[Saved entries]
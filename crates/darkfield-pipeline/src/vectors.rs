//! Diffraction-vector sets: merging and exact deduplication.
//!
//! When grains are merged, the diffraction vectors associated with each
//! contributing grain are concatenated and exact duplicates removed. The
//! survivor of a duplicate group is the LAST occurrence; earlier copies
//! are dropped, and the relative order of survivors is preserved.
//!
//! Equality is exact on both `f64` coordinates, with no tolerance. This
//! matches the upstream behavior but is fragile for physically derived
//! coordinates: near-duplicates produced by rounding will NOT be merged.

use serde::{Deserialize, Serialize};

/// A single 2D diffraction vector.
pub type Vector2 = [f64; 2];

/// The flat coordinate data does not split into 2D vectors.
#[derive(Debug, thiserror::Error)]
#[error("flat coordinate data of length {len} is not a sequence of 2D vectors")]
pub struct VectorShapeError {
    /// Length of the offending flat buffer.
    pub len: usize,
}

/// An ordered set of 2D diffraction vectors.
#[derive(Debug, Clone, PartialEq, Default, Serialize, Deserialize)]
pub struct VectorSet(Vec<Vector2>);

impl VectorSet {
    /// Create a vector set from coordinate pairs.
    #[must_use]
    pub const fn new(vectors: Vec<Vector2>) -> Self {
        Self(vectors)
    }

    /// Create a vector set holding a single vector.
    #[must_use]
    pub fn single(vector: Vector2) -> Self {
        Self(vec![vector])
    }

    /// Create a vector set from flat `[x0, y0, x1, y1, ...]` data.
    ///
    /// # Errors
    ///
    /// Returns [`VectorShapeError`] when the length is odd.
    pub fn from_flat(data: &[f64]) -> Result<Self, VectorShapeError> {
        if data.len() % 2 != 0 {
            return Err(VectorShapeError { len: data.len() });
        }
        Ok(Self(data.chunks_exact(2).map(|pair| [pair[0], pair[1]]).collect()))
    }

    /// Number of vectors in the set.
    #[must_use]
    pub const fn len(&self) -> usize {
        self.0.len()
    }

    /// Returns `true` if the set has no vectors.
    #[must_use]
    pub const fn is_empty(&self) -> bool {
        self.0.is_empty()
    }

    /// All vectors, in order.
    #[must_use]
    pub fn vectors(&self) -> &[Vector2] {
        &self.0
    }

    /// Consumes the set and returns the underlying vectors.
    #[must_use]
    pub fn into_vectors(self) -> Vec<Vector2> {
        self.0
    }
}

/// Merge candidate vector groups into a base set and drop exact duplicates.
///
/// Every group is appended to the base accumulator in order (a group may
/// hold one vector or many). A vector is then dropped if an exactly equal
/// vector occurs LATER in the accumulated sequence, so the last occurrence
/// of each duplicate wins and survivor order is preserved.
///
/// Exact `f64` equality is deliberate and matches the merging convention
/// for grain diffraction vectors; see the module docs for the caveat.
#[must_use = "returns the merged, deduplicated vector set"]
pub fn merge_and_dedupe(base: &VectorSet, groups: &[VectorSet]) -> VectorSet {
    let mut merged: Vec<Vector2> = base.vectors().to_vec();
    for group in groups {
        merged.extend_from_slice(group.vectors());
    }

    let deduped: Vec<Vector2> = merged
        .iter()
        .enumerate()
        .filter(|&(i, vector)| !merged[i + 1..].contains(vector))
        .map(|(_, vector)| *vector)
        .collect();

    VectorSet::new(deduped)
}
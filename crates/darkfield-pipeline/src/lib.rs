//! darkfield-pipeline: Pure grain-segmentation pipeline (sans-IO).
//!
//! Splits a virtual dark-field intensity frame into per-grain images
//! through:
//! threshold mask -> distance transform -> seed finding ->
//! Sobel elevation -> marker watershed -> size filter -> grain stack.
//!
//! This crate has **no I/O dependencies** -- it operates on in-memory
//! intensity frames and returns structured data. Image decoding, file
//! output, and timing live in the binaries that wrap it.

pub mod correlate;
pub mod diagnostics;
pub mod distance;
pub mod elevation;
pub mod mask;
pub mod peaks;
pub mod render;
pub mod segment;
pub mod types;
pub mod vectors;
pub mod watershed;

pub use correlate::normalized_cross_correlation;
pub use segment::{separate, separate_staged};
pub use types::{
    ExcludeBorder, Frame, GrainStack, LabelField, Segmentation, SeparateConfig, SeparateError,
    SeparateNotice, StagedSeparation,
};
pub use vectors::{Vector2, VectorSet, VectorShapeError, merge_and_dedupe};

=== Work required ===
Which lines above hold the string "crates"? Copy every one of them.

=== Answer area ===
filename crates/darkfield-pipeline/src/vectors.rs
filename crates/darkfield-pipeline/src/lib.rs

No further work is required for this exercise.